Yuval Noah Harari’s works (specifically “Sapiens” and “Homo Deus”) are about that drawbridge and how it’s come to operate in the way that it does, individually and socially. We are cause and effect collection machines (did I steal that Tim Ferriss or James Altucher?). We take those experiences and pile them up into institutions like religion and science, because, what else are we supposed to do with them?
Once in place, institutions and slow processes are particularly hard to upend, but they do shift over time. When they do, it’s seismic. It takes a series of moments to cause those shifts. And yet, those moments are just a series of stories.

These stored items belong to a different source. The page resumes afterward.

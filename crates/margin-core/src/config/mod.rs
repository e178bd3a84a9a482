//! Runtime configuration for the Readwise client.
//!
//! The API token is resolved exactly once at process start (secrets file, then
//! environment) and handed to [`crate::readwise::ReadwiseClient`] as an explicit
//! value. Nothing in the request path reads the environment again.

use std::fmt;
use std::path::{Path, PathBuf};
use std::time::Duration;

use crate::error::{Error, Result};
use crate::util::{is_http_url, normalize_text_option};

pub const DEFAULT_READWISE_BASE_URL: &str = "https://readwise.io/api/v2";
pub const TOKEN_ENV_VAR: &str = "READWISE_API_TOKEN";
pub const BASE_URL_ENV_VAR: &str = "READWISE_BASE_URL";

const AUTH_TIMEOUT_SECS: u64 = 10;
const REQUEST_TIMEOUT_SECS: u64 = 30;
const DEFAULT_MAX_PAGES: usize = 1000;
const SECRETS_FILE_NAME: &str = "readwise.env";

/// Connection settings for the Readwise API.
#[derive(Clone, PartialEq, Eq)]
pub struct ReadwiseConfig {
    pub api_token: String,
    pub base_url: String,
    /// Timeout for the lightweight `/auth/` probe
    pub auth_timeout: Duration,
    /// Timeout for data-bearing calls
    pub request_timeout: Duration,
    /// Upper bound on pages followed by the cursor collector
    pub max_pages: usize,
}

impl fmt::Debug for ReadwiseConfig {
    fn fmt(&self, formatter: &mut fmt::Formatter<'_>) -> fmt::Result {
        formatter
            .debug_struct("ReadwiseConfig")
            .field("api_token", &"[REDACTED]")
            .field("base_url", &self.base_url)
            .field("auth_timeout", &self.auth_timeout)
            .field("request_timeout", &self.request_timeout)
            .field("max_pages", &self.max_pages)
            .finish()
    }
}

impl ReadwiseConfig {
    /// Build a config for the given token with default endpoint and timeouts.
    pub fn new(api_token: impl Into<String>) -> Result<Self> {
        let api_token = normalize_text_option(Some(api_token.into()))
            .ok_or_else(|| Error::MissingCredential(default_secrets_path_label()))?;

        Ok(Self {
            api_token,
            base_url: DEFAULT_READWISE_BASE_URL.to_string(),
            auth_timeout: Duration::from_secs(AUTH_TIMEOUT_SECS),
            request_timeout: Duration::from_secs(REQUEST_TIMEOUT_SECS),
            max_pages: DEFAULT_MAX_PAGES,
        })
    }

    /// Override the API base URL (trailing slashes are dropped).
    pub fn with_base_url(mut self, base_url: impl AsRef<str>) -> Result<Self> {
        self.base_url = normalize_base_url(base_url.as_ref())?;
        Ok(self)
    }

    #[must_use]
    pub const fn with_timeouts(mut self, auth_timeout: Duration, request_timeout: Duration) -> Self {
        self.auth_timeout = auth_timeout;
        self.request_timeout = request_timeout;
        self
    }

    #[must_use]
    pub const fn with_max_pages(mut self, max_pages: usize) -> Self {
        self.max_pages = max_pages;
        self
    }

    /// Resolve from `READWISE_API_TOKEN` and optional `READWISE_BASE_URL`.
    pub fn from_env() -> Result<Self> {
        let token = normalize_text_option(std::env::var(TOKEN_ENV_VAR).ok())
            .ok_or_else(|| Error::MissingCredential(default_secrets_path_label()))?;
        let config = Self::new(token)?;

        match normalize_text_option(std::env::var(BASE_URL_ENV_VAR).ok()) {
            Some(base_url) => config.with_base_url(base_url),
            None => Ok(config),
        }
    }
}

/// Load `KEY=value` pairs from a dotenv-style secrets file into the process
/// environment. A missing file is not an error.
pub fn load_secrets_file(path: &Path) -> Result<bool> {
    if !path.exists() {
        return Ok(false);
    }

    dotenvy::from_path(path).map_err(|error| {
        Error::InvalidInput(format!(
            "Failed to load secrets file {}: {error}",
            path.display()
        ))
    })?;
    tracing::debug!("Loaded secrets from {}", path.display());
    Ok(true)
}

/// Default location of the Readwise secrets file.
pub fn default_secrets_path() -> Option<PathBuf> {
    dirs::config_dir().map(|dir| dir.join("margin").join(SECRETS_FILE_NAME))
}

fn default_secrets_path_label() -> String {
    default_secrets_path().map_or_else(
        || format!("~/.config/margin/{SECRETS_FILE_NAME}"),
        |path| path.display().to_string(),
    )
}

fn normalize_base_url(raw: &str) -> Result<String> {
    let value = normalize_text_option(Some(raw.to_string()))
        .ok_or_else(|| Error::InvalidInput("Readwise base URL must not be empty".to_string()))?;
    if is_http_url(&value) {
        Ok(value.trim_end_matches('/').to_string())
    } else {
        Err(Error::InvalidInput(
            "Readwise base URL must include http:// or https://".to_string(),
        ))
    }
}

On a smaller scale, we see this all of the time with products and ecosystems. It takes a lot to get an Apple user to switch to Android, but occasionally it happens (and vice versa). It took a while go get book readers to be OK with Amazon, and now it’s hard to think of anything we can’t have delivered to our doorstep. The path between old product ecosystem and new product ecosystem is pure story telling. This is the true art of marketing.
The lesson is that it’s not just the bridge between why we currently respond the way that we do to some stimulus, but finding where the next bridge will be. Where will it appear to take us from the current ecosystem to the new one? How do we find it? What’s the story that will get us, individually and/or collectively, to cross?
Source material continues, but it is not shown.